• Task directions: Check each line of the material below for the string "impl" and reply with how many have it, nothing more.

• Source data:
-=-=-

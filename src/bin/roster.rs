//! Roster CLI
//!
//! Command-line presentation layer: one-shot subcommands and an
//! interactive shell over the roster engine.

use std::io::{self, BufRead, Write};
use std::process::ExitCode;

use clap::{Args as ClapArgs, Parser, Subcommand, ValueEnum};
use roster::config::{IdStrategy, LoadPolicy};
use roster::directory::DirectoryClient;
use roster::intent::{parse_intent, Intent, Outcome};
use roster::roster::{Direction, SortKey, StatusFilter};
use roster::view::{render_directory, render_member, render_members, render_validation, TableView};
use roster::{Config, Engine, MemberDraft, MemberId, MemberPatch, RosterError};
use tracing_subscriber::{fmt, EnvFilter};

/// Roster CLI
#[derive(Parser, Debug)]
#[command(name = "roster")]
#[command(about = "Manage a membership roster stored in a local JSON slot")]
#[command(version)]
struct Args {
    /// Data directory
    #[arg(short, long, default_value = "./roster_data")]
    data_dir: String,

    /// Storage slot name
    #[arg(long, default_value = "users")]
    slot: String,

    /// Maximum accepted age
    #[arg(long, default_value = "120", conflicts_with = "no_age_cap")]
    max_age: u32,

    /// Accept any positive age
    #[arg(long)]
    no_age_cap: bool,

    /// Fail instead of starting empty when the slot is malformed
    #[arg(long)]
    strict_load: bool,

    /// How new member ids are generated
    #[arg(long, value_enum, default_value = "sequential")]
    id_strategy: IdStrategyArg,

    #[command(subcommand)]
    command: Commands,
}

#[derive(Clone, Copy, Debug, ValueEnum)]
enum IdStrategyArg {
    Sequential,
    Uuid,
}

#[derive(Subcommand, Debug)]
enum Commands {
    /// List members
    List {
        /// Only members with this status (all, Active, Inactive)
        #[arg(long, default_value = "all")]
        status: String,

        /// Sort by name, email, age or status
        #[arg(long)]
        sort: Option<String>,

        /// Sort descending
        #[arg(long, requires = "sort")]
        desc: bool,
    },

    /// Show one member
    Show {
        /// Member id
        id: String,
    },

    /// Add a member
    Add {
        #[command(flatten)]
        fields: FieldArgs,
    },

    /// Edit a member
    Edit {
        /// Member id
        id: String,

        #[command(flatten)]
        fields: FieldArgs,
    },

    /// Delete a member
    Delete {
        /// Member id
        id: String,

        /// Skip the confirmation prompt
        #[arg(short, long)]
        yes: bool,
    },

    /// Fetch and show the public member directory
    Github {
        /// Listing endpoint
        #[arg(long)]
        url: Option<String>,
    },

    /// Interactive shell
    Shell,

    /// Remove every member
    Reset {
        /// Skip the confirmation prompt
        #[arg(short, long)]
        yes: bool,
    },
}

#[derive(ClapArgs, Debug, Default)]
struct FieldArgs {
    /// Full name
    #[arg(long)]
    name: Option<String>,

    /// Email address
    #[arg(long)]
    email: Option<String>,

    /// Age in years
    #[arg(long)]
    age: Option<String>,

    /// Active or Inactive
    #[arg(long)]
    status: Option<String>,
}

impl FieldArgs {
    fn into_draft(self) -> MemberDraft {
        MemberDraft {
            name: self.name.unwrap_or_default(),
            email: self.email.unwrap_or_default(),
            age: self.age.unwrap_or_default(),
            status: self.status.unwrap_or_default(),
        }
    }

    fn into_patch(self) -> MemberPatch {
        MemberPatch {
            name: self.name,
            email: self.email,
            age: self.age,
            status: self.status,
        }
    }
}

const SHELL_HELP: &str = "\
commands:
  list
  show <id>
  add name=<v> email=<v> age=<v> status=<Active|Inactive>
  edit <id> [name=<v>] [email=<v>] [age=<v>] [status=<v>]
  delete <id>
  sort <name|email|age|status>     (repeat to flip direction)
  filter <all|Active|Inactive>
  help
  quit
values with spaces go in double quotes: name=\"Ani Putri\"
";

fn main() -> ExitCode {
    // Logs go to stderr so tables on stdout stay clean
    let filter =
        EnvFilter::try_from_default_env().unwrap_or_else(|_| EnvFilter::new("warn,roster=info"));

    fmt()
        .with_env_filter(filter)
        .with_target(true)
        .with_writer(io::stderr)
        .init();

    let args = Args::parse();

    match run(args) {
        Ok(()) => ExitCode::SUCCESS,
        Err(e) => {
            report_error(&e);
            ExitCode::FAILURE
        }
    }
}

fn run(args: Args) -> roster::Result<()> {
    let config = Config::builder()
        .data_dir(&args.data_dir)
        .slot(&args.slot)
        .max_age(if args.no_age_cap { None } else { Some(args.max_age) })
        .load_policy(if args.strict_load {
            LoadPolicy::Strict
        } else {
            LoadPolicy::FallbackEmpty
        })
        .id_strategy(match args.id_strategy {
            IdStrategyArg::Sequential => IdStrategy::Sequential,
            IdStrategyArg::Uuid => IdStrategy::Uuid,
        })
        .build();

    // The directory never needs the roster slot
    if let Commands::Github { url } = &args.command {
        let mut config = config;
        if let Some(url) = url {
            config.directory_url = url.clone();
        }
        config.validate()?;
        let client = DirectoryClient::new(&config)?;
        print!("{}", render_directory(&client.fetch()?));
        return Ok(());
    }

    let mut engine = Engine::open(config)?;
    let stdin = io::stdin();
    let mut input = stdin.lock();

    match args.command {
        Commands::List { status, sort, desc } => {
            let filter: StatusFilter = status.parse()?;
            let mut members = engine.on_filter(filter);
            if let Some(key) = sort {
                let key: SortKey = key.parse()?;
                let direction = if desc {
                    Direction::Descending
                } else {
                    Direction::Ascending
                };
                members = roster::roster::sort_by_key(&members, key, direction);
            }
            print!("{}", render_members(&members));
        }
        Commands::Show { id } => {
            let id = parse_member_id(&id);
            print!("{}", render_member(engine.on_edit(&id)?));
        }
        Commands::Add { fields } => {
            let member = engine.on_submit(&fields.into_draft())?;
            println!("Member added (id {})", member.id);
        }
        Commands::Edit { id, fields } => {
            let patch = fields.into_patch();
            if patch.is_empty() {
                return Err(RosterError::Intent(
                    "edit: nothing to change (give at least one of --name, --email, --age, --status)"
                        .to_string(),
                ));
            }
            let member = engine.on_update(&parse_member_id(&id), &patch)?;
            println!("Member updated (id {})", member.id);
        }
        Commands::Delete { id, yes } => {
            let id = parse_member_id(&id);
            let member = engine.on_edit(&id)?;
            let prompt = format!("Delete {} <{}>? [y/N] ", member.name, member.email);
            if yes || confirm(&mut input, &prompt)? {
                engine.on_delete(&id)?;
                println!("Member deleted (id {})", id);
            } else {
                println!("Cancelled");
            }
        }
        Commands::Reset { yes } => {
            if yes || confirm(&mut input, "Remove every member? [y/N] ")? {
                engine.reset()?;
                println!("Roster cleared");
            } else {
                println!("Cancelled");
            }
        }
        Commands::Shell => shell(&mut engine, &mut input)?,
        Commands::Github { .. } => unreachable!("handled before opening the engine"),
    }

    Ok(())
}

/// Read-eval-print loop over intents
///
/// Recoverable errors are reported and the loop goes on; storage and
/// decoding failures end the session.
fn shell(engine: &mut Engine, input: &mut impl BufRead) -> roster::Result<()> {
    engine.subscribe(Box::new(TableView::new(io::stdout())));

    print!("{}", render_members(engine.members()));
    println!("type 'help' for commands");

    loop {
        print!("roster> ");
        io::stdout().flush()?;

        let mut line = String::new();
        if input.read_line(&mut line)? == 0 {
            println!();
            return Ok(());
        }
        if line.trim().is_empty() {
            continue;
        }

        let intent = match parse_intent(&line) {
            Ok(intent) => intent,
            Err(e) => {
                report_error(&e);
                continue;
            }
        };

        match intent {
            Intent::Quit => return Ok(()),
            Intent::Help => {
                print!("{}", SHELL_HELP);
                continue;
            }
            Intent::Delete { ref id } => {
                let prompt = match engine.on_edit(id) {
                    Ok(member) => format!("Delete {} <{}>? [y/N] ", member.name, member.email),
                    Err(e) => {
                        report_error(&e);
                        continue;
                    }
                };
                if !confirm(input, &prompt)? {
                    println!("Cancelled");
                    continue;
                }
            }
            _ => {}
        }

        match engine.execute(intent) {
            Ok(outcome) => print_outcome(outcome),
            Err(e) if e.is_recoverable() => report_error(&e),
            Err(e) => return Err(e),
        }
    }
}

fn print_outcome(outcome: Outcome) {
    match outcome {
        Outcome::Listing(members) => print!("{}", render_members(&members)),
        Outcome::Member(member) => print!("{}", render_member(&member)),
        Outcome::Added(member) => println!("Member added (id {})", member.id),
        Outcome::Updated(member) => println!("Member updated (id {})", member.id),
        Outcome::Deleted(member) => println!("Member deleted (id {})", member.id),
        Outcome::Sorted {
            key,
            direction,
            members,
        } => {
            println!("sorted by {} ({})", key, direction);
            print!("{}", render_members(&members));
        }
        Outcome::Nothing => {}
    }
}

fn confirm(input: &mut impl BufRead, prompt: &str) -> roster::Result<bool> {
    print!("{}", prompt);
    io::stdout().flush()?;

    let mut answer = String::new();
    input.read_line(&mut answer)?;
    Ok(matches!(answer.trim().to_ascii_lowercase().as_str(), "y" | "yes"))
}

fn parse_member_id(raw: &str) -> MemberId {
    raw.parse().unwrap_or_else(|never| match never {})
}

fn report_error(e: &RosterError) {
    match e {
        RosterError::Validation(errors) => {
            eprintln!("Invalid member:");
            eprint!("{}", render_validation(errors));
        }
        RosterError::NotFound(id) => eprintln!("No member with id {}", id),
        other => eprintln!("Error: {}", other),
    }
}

-=-=-

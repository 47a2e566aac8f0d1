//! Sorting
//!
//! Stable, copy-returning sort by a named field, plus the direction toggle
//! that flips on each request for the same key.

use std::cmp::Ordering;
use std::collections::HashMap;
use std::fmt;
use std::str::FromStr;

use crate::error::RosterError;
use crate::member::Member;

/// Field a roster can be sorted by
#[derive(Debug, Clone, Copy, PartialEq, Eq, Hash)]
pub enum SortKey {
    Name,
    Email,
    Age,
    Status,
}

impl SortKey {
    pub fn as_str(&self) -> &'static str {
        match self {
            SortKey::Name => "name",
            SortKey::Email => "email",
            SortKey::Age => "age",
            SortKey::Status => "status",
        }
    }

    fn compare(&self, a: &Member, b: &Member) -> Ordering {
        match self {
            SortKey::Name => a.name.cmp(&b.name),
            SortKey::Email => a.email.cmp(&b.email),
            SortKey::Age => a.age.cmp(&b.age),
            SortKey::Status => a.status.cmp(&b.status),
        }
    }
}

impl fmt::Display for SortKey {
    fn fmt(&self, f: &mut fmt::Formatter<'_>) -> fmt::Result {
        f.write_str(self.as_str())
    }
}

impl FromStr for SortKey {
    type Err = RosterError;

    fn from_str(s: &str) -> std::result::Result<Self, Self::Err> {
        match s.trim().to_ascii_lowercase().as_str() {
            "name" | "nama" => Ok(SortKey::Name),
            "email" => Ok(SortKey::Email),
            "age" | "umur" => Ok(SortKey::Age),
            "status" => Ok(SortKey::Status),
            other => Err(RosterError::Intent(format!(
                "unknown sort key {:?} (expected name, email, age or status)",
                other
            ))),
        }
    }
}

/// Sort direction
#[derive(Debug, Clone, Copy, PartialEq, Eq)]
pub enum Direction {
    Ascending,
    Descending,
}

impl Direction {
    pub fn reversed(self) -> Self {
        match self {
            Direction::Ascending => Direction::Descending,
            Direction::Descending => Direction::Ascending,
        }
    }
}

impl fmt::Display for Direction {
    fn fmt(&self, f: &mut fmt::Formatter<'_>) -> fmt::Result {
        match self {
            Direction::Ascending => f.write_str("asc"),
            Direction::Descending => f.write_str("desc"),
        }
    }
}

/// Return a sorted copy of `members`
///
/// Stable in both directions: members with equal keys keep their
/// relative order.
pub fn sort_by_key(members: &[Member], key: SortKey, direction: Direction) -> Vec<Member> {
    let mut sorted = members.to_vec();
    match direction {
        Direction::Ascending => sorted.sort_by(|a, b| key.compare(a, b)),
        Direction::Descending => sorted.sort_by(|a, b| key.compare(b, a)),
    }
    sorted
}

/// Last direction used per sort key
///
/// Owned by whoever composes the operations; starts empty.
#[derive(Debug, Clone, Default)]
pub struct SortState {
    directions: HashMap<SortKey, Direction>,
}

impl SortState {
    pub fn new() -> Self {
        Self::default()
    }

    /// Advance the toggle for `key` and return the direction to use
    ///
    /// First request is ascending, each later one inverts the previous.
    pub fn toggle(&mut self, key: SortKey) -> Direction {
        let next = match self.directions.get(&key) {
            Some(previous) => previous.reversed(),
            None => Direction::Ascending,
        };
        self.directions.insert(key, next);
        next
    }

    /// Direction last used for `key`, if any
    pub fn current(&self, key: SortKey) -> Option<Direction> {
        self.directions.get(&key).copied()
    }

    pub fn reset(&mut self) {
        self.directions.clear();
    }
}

-=-=-

• Task answer: 9